For all its flights of cinematic fantasy, the dominant note struck by A Room and a Half, Andrey Khrzhanovsky’s recreation-cum-fantasia of the life of poet Joseph Brodsky, is a melancholy borne of separation. The film brims forth with joyous bits of invention (such as a sequence where pianos, horns, and harps float above snowy St.
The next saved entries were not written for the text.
use anyhow::Context;
use clap::Parser;
use site_kit::config::Command;
use site_kit::core::{ConfigProvider, ContactReply, ContactTransport};
use site_kit::utils::error::ErrorSeverity;
use site_kit::utils::validation::{validate_contact, Validate};
use site_kit::utils::logger;
use site_kit::{CliConfig, HttpContactClient, Replayer, Scenario, SiteConfig, SiteError};

#[tokio::main]
async fn main() -> anyhow::Result<()> {
    let cli = CliConfig::parse();

    // 初始化日誌
    if cli.json_logs {
        logger::init_json_logger();
    } else {
        logger::init_cli_logger(cli.verbose);
    }

    tracing::info!("Starting site-kit CLI");
    if cli.verbose {
        tracing::debug!("CLI config: {:?}", cli);
    }

    if let Err(e) = run(&cli).await {
        // 取出領域錯誤以決定退出碼
        match e.downcast_ref::<SiteError>() {
            Some(site_error) => {
                tracing::error!(
                    "❌ {:#} (Category: {:?}, Severity: {:?})",
                    e,
                    site_error.category(),
                    site_error.severity()
                );
                tracing::error!("💡 Recovery suggestion: {}", site_error.recovery_suggestion());

                eprintln!("❌ {}", site_error.user_friendly_message());
                eprintln!("💡 建議: {}", site_error.recovery_suggestion());

                if site_error.is_retryable() {
                    eprintln!("🔁 This error is temporary; running the command again may succeed.");
                }

                let exit_code = match site_error.severity() {
                    ErrorSeverity::Medium => 2,   // 可重試
                    ErrorSeverity::High => 1,     // 處理錯誤
                    ErrorSeverity::Critical => 3, // 系統錯誤
                };
                std::process::exit(exit_code);
            }
            None => {
                tracing::error!("❌ {:#}", e);
                eprintln!("❌ {:#}", e);
                std::process::exit(1);
            }
        }
    }

    Ok(())
}

async fn run(cli: &CliConfig) -> anyhow::Result<()> {
    match &cli.command {
        Command::CheckConfig { path } => {
            let config = SiteConfig::from_file(path)
                .with_context(|| format!("reading {}", path.display()))?;
            config.validate()?;
            tracing::info!("✅ Configuration is valid");
            println!("✅ {} is valid", path.display());
            println!("📮 Contact endpoint: {}", config.contact_endpoint());
        }
        Command::Ping => {
            let config = load_config(cli)?;
            let client = HttpContactClient::new(&config);
            let healthy = client.health().await?;
            if healthy {
                tracing::info!("✅ Backend is healthy");
                println!("✅ Backend is healthy");
            } else {
                tracing::warn!("⚠️ Backend answered but is not healthy");
                println!("⚠️ Backend answered but is not healthy");
                std::process::exit(2);
            }
        }
        Command::Contact { .. } => {
            let config = load_config(cli)?;
            let payload = cli
                .command
                .contact_payload()
                .context("contact command without payload")?
                .trimmed();

            let report = validate_contact(&payload);
            if !report.is_valid() {
                for (field, message) in report.errors() {
                    tracing::warn!("📝 {}: {}", field, message);
                    eprintln!("📝 {}: {}", field, message);
                }
                std::process::exit(1);
            }

            let client = HttpContactClient::new(&config);
            tracing::info!("📨 Sending contact message to {}", client.contact_endpoint());
            match client.send(&payload).await? {
                ContactReply::Accepted { .. } => {
                    tracing::info!("✅ Message sent");
                    println!("✅ Your message has been sent. Thank you!");
                }
                ContactReply::Rejected { status, message } => {
                    let message = message
                        .unwrap_or_else(|| format!("Request failed with status {}.", status));
                    tracing::warn!("⚠️ Backend rejected message ({}): {}", status, message);
                    eprintln!("⚠️ {}", message);
                    std::process::exit(1);
                }
            }
        }
        Command::Replay { path } => {
            let mut scenario = Scenario::from_file(path)
                .with_context(|| format!("reading {}", path.display()))?;
            scenario.validate()?;

            scenario.site = scenario
                .site
                .with_api_base_override(cli.api_base_url.clone());

            let client = HttpContactClient::new(&scenario.site);
            let report = Replayer::new(&client).run(&scenario).await?;
            println!("{}", serde_json::to_string_pretty(&report)?);
        }
    }

    Ok(())
}

fn load_config(cli: &CliConfig) -> anyhow::Result<SiteConfig> {
    let config = cli.site_config()?;
    config.validate()?;
    tracing::debug!("API base: {}", config.api.base_url);
    Ok(config)
}
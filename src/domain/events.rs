use crate::domain::model::{ContactPayload, ElementId};

pub const ESCAPE: &str = "Escape";

/// Input delivered to the controllers by the host page.
#[derive(Debug, Clone, PartialEq)]
pub enum PageEvent {
    Click { target: ElementId },
    KeyDown { key: String },
    Resize,
    Scroll,
}

impl PageEvent {
    pub fn click(target: ElementId) -> Self {
        PageEvent::Click { target }
    }

    pub fn key(key: impl Into<String>) -> Self {
        PageEvent::KeyDown { key: key.into() }
    }

    pub fn escape() -> Self {
        Self::key(ESCAPE)
    }
}

/// Flags a handler raises on the event it was given.
#[derive(Debug, Clone, Copy, Default, PartialEq, Eq)]
pub struct EventOutcome {
    pub default_prevented: bool,
    pub propagation_stopped: bool,
    /// A header-aware scroll was already issued for this event.
    pub scroll_requested: bool,
}

impl EventOutcome {
    pub fn prevent_default(&mut self) {
        self.default_prevented = true;
    }

    pub fn stop_propagation(&mut self) {
        self.propagation_stopped = true;
    }
}

/// Everything the host has to act on after one dispatch.
#[derive(Debug, Clone, Default, PartialEq)]
pub struct Dispatch {
    pub outcome: EventOutcome,
    pub needs_animation_frame: bool,
    pub pending_submission: Option<ContactPayload>,
}
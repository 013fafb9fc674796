use crate::domain::events::ESCAPE;
use crate::domain::model::{ElementId, ModalState};
use crate::domain::ports::Document;
use crate::utils::error::{Result, SiteError};

pub const MODAL_SELECTOR: &str = "#videoModal";
pub const FRAME_SELECTOR: &str = "#videoFrame";
pub const TRIGGER_ATTRIBUTE: &str = "data-video-src";
pub const CLOSE_CLASS: &str = "video-close";

#[derive(Debug, Clone, Default)]
pub struct VideoModal {
    modal: Option<ElementId>,
    frame: Option<ElementId>,
    state: ModalState,
}

impl VideoModal {
    /// Never fails; missing elements are reported when the modal is used.
    pub fn attach<D: Document>(doc: &D) -> Self {
        Self {
            modal: doc.query(MODAL_SELECTOR),
            frame: doc.query(FRAME_SELECTOR),
            state: ModalState::default(),
        }
    }

    pub fn state(&self) -> &ModalState {
        &self.state
    }

    pub fn is_wired(&self) -> bool {
        self.modal.is_some() && self.frame.is_some()
    }

    pub fn open<D: Document>(&mut self, doc: &mut D, source_url: &str) -> Result<()> {
        let (modal, frame) = self.elements()?;

        doc.set_attribute(frame, "src", source_url);
        doc.set_style(modal, "display", "flex");
        let body = doc.body();
        doc.set_style(body, "overflow", "hidden");

        self.state = ModalState {
            is_visible: true,
            media_src: source_url.to_string(),
        };
        tracing::debug!("video modal opened with {}", source_url);
        Ok(())
    }

    pub fn close<D: Document>(&mut self, doc: &mut D) -> Result<()> {
        let (modal, frame) = self.elements()?;

        // an emptied src is what stops the embedded player
        doc.set_attribute(frame, "src", "");
        doc.set_style(modal, "display", "none");
        let body = doc.body();
        doc.set_style(body, "overflow", "");

        self.state = ModalState::default();
        Ok(())
    }

    /// Handles a click anywhere on the page; only the backdrop itself and
    /// explicit triggers matter here.
    pub fn on_click<D: Document>(&mut self, doc: &mut D, target: ElementId) {
        let result = if let Some(src) = doc.attribute(target, TRIGGER_ATTRIBUTE) {
            self.open(doc, &src)
        } else if Some(target) == self.modal || doc.has_class(target, CLOSE_CLASS) {
            if !self.is_visible(doc) {
                return;
            }
            self.close(doc)
        } else {
            return;
        };

        if let Err(e) = result {
            tracing::error!("video modal unavailable: {}", e);
        }
    }

    pub fn on_key_down<D: Document>(&mut self, doc: &mut D, key: &str) {
        if key == ESCAPE && self.is_visible(doc) {
            if let Err(e) = self.close(doc) {
                tracing::error!("video modal unavailable: {}", e);
            }
        }
    }

    fn is_visible<D: Document>(&self, doc: &D) -> bool {
        self.modal
            .and_then(|m| doc.style(m, "display"))
            .as_deref()
            == Some("flex")
    }

    fn elements(&self) -> Result<(ElementId, ElementId)> {
        let modal = self.modal.ok_or_else(|| {
            tracing::error!("video modal element not found");
            SiteError::missing(MODAL_SELECTOR)
        })?;
        let frame = self.frame.ok_or_else(|| {
            tracing::error!("video frame element not found");
            SiteError::missing(FRAME_SELECTOR)
        })?;
        Ok((modal, frame))
    }
}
Petersburg), mixes in handcrafted animated bits where cats and birds stand in for the people in Brodsky’s life, and peppers the poet’s lyrics across its soundtrack, but for all its whimsical creations, a sense of loss is never far from the surface.
Less rigorous and more sentimental than that Russian memory film par excellence, Tarkovksy’s The Mirror, Room and a Half unfolds with a welcome looseness, its first half intercutting sepia-toned childhood scenes of the young poet dining with his parents, trying to get laid or leading other intellectuals in discussion with shots of the elder, balding Brodsky preparing for a return to his homeland. After a happy childhood gives way to political turmoil, the Nobel laureate was forcibly removed from Russia in 1972. The rest of his life—covered in the film’s second act—was spent in exile in the United States, where he remained separated from his family who were denied permission by the Soviet government to visit him.
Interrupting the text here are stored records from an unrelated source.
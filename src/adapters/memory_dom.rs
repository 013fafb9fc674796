//! In-memory [`Document`] used by the tests and by headless scenario replay.
//!
//! Only simple selectors are understood: `#id`, `.class` and a bare tag name.
//! Scrolling jumps immediately, and every request is kept in a log so callers
//! can assert on what the controllers asked the window to do.

use crate::config::scenario::PageLayout;
use crate::domain::model::{ElementId, ScrollBehavior, ScrollRequest};
use crate::domain::ports::Document;
use std::collections::{BTreeMap, BTreeSet};

#[derive(Debug, Clone, Default)]
struct Node {
    tag: String,
    classes: BTreeSet<String>,
    attributes: BTreeMap<String, String>,
    style: BTreeMap<String, String>,
    text: String,
    value: String,
    disabled: bool,
    top: f64,
    height: f64,
    form: Option<ElementId>,
}

/// Builder for one element appended to a [`MemoryDocument`].
#[derive(Debug, Clone)]
pub struct ElementSpec {
    node: Node,
}

impl ElementSpec {
    pub fn new(tag: &str) -> Self {
        Self {
            node: Node {
                tag: tag.to_ascii_lowercase(),
                ..Node::default()
            },
        }
    }

    pub fn id(self, id: &str) -> Self {
        self.attr("id", id)
    }

    pub fn class(mut self, class: &str) -> Self {
        self.node.classes.insert(class.to_string());
        self
    }

    pub fn attr(mut self, name: &str, value: &str) -> Self {
        self.node
            .attributes
            .insert(name.to_string(), value.to_string());
        self
    }

    pub fn style(mut self, property: &str, value: &str) -> Self {
        self.node
            .style
            .insert(property.to_string(), value.to_string());
        self
    }

    pub fn text(mut self, text: &str) -> Self {
        self.node.text = text.to_string();
        self
    }

    pub fn value(mut self, value: &str) -> Self {
        self.node.value = value.to_string();
        self
    }

    /// Document-relative top and height.
    pub fn layout(mut self, top: f64, height: f64) -> Self {
        self.node.top = top;
        self.node.height = height;
        self
    }
}

#[derive(Debug, Clone)]
pub struct MemoryDocument {
    nodes: Vec<Node>,
    root: ElementId,
    body: ElementId,
    inner_width: f64,
    scroll_y: f64,
    hash: Option<String>,
    scroll_log: Vec<ScrollRequest>,
}

impl MemoryDocument {
    pub fn new(inner_width: f64) -> Self {
        let mut doc = Self {
            nodes: Vec::new(),
            root: ElementId(0),
            body: ElementId(0),
            inner_width,
            scroll_y: 0.0,
            hash: None,
            scroll_log: Vec::new(),
        };
        doc.root = doc.append(ElementSpec::new("html"));
        doc.body = doc.append(ElementSpec::new("body"));
        doc
    }

    /// Builds the full set of elements the site controllers expect.
    pub fn landing_page(layout: &PageLayout) -> Self {
        let mut doc = Self::new(layout.viewport_width);
        doc.hash = layout.hash.clone();

        doc.append(
            ElementSpec::new("header")
                .class("site-header")
                .layout(0.0, layout.header_height),
        );
        doc.append(ElementSpec::new("button").class("menu-toggle"));
        doc.append(ElementSpec::new("nav").class("main-nav"));
        for href in &layout.nav_links {
            doc.append(ElementSpec::new("a").class("nav-link").attr("href", href));
        }
        doc.append(ElementSpec::new("div").class("menu-overlay"));

        for section in &layout.sections {
            doc.append(
                ElementSpec::new("section")
                    .id(&section.id)
                    .layout(section.top, section.height),
            );
        }

        let form = doc.append(ElementSpec::new("form").id("contactForm"));
        doc.append_to_form(form, ElementSpec::new("input").id("name"));
        doc.append(ElementSpec::new("span").id("errorMessagefullName"));
        doc.append_to_form(form, ElementSpec::new("input").id("email"));
        doc.append(ElementSpec::new("span").id("errorMessageEmail"));
        doc.append_to_form(form, ElementSpec::new("input").id("subject"));
        doc.append(ElementSpec::new("span").id("errMessageSubject"));
        doc.append_to_form(form, ElementSpec::new("textarea").id("message"));
        doc.append(ElementSpec::new("span").id("errMessageMessage"));
        if layout.submit_button {
            doc.append_to_form(form, ElementSpec::new("button").id("submitbtn"));
        }
        doc.append(ElementSpec::new("p").id("responseMessage"));
        doc.append(
            ElementSpec::new("div")
                .id("popupBox")
                .style("display", "none"),
        );

        if layout.video_modal {
            doc.append(
                ElementSpec::new("button")
                    .class("video-trigger")
                    .attr("data-video-src", &layout.video_src),
            );
            doc.append(
                ElementSpec::new("div")
                    .id("videoModal")
                    .style("display", "none"),
            );
            doc.append(ElementSpec::new("div").class("modal-content"));
            doc.append(ElementSpec::new("iframe").id("videoFrame"));
            doc.append(ElementSpec::new("button").class("video-close"));
        }

        doc
    }

    pub fn append(&mut self, spec: ElementSpec) -> ElementId {
        self.nodes.push(spec.node);
        ElementId(self.nodes.len() - 1)
    }

    /// Appends a control that `reset_form(form)` restores to empty.
    pub fn append_to_form(&mut self, form: ElementId, spec: ElementSpec) -> ElementId {
        let el = self.append(spec);
        self.nodes[el.0].form = Some(form);
        el
    }

    pub fn set_value(&mut self, el: ElementId, value: &str) {
        if let Some(node) = self.node_mut(el) {
            node.value = value.to_string();
        }
    }

    /// Fills a control found by selector; returns `false` if nothing matched.
    pub fn fill(&mut self, selector: &str, value: &str) -> bool {
        match self.query(selector) {
            Some(el) => {
                self.set_value(el, value);
                true
            }
            None => false,
        }
    }

    pub fn set_inner_width(&mut self, width: f64) {
        self.inner_width = width;
    }

    pub fn set_scroll_y(&mut self, y: f64) {
        self.scroll_y = y.max(0.0);
    }

    pub fn set_hash(&mut self, hash: Option<&str>) {
        self.hash = hash.map(str::to_string);
    }

    pub fn is_disabled(&self, el: ElementId) -> bool {
        self.node(el).map(|n| n.disabled).unwrap_or(false)
    }

    pub fn has_inline_style(&self, el: ElementId) -> bool {
        self.node(el).map(|n| !n.style.is_empty()).unwrap_or(false)
    }

    pub fn scroll_log(&self) -> &[ScrollRequest] {
        &self.scroll_log
    }

    pub fn last_scroll(&self) -> Option<ScrollRequest> {
        self.scroll_log.last().copied()
    }

    /// Nav link carrying a given `href`.
    pub fn link(&self, href: &str) -> Option<ElementId> {
        self.query_all(".nav-link")
            .into_iter()
            .find(|el| self.attribute(*el, "href").as_deref() == Some(href))
    }

    /// Every element currently carrying `class`.
    pub fn with_class(&self, class: &str) -> Vec<ElementId> {
        self.query_all(&format!(".{}", class))
    }

    fn node(&self, el: ElementId) -> Option<&Node> {
        self.nodes.get(el.0)
    }

    fn node_mut(&mut self, el: ElementId) -> Option<&mut Node> {
        self.nodes.get_mut(el.0)
    }

    fn matches(node: &Node, selector: &str) -> bool {
        if let Some(id) = selector.strip_prefix('#') {
            node.attributes.get("id").map(String::as_str) == Some(id)
        } else if let Some(class) = selector.strip_prefix('.') {
            node.classes.contains(class)
        } else {
            node.tag.eq_ignore_ascii_case(selector)
        }
    }
}

impl Default for MemoryDocument {
    fn default() -> Self {
        Self::landing_page(&PageLayout::default())
    }
}

impl Document for MemoryDocument {
    fn query(&self, selector: &str) -> Option<ElementId> {
        let selector = selector.trim();
        self.nodes
            .iter()
            .position(|n| Self::matches(n, selector))
            .map(ElementId)
    }

    fn query_all(&self, selector: &str) -> Vec<ElementId> {
        let selector = selector.trim();
        self.nodes
            .iter()
            .enumerate()
            .filter(|(_, n)| Self::matches(n, selector))
            .map(|(i, _)| ElementId(i))
            .collect()
    }

    fn root(&self) -> ElementId {
        self.root
    }

    fn body(&self) -> ElementId {
        self.body
    }

    fn attribute(&self, el: ElementId, name: &str) -> Option<String> {
        self.node(el)?.attributes.get(name).cloned()
    }

    fn set_attribute(&mut self, el: ElementId, name: &str, value: &str) {
        if let Some(node) = self.node_mut(el) {
            node.attributes.insert(name.to_string(), value.to_string());
        }
    }

    fn remove_attribute(&mut self, el: ElementId, name: &str) {
        if let Some(node) = self.node_mut(el) {
            if name == "style" {
                node.style.clear();
            }
            node.attributes.remove(name);
        }
    }

    fn has_class(&self, el: ElementId, class: &str) -> bool {
        self.node(el).map(|n| n.classes.contains(class)).unwrap_or(false)
    }

    fn add_class(&mut self, el: ElementId, class: &str) {
        if let Some(node) = self.node_mut(el) {
            node.classes.insert(class.to_string());
        }
    }

    fn remove_class(&mut self, el: ElementId, class: &str) {
        if let Some(node) = self.node_mut(el) {
            node.classes.remove(class);
        }
    }

    fn style(&self, el: ElementId, property: &str) -> Option<String> {
        self.node(el)?.style.get(property).cloned()
    }

    fn set_style(&mut self, el: ElementId, property: &str, value: &str) {
        if let Some(node) = self.node_mut(el) {
            if value.is_empty() {
                node.style.remove(property);
            } else {
                node.style.insert(property.to_string(), value.to_string());
            }
        }
    }

    fn clear_inline_style(&mut self, el: ElementId) {
        self.remove_attribute(el, "style");
    }

    fn text(&self, el: ElementId) -> String {
        self.node(el).map(|n| n.text.clone()).unwrap_or_default()
    }

    fn set_text(&mut self, el: ElementId, text: &str) {
        if let Some(node) = self.node_mut(el) {
            node.text = text.to_string();
        }
    }

    fn value(&self, el: ElementId) -> String {
        self.node(el).map(|n| n.value.clone()).unwrap_or_default()
    }

    fn set_disabled(&mut self, el: ElementId, disabled: bool) {
        if let Some(node) = self.node_mut(el) {
            node.disabled = disabled;
        }
    }

    fn reset_form(&mut self, form: ElementId) {
        for node in self.nodes.iter_mut().filter(|n| n.form == Some(form)) {
            node.value.clear();
        }
    }

    fn offset_top(&self, el: ElementId) -> f64 {
        self.node(el).map(|n| n.top).unwrap_or(0.0)
    }

    fn offset_height(&self, el: ElementId) -> f64 {
        self.node(el).map(|n| n.height).unwrap_or(0.0)
    }

    fn viewport_top(&self, el: ElementId) -> f64 {
        self.offset_top(el) - self.scroll_y
    }

    fn inner_width(&self) -> f64 {
        self.inner_width
    }

    fn scroll_y(&self) -> f64 {
        self.scroll_y
    }

    fn scroll_to(&mut self, top: f64, behavior: ScrollBehavior) {
        self.scroll_log.push(ScrollRequest { top, behavior });
        self.scroll_y = top.max(0.0);
    }

    fn scroll_into_view(&mut self, el: ElementId) {
        let top = self.offset_top(el);
        self.scroll_to(top, ScrollBehavior::Smooth);
    }

    fn location_hash(&self) -> Option<String> {
        self.hash.clone().filter(|h| h.len() > 1)
    }
}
The film’s credits take pains to “certify” the film’s fictionality and what counts here is not the strict biographical accuracy of the work, but its evocation of a certain strain of emotional truth. In one late, and surely invented, scene, Khrzhanovsky shows Brodsky carousing with a group of Russian ex-pats at an American restaurant. In order to settle what amounts to a barroom dispute over a song lyric, he places a phone call to his parents—the easy nostalgia of the dimly-remembered tune giving rise to a deeply-felt longing for home. But this being fantasy, the film grants Brodsky the chance denied him in real life: an opportunity to return to his native land. In the picture’s finale, the aged poet visits an unrecognizable contemporary Petersburg in which time’s relentless advance is signaled through a dizzying technologically driven modernity. Only the misstep of an imagined dinner with his long deceased parents in the film’s penultimate sequence threatens to overwhelm the closing moments with an overstated nostalgia, bursting through the floodgates at last.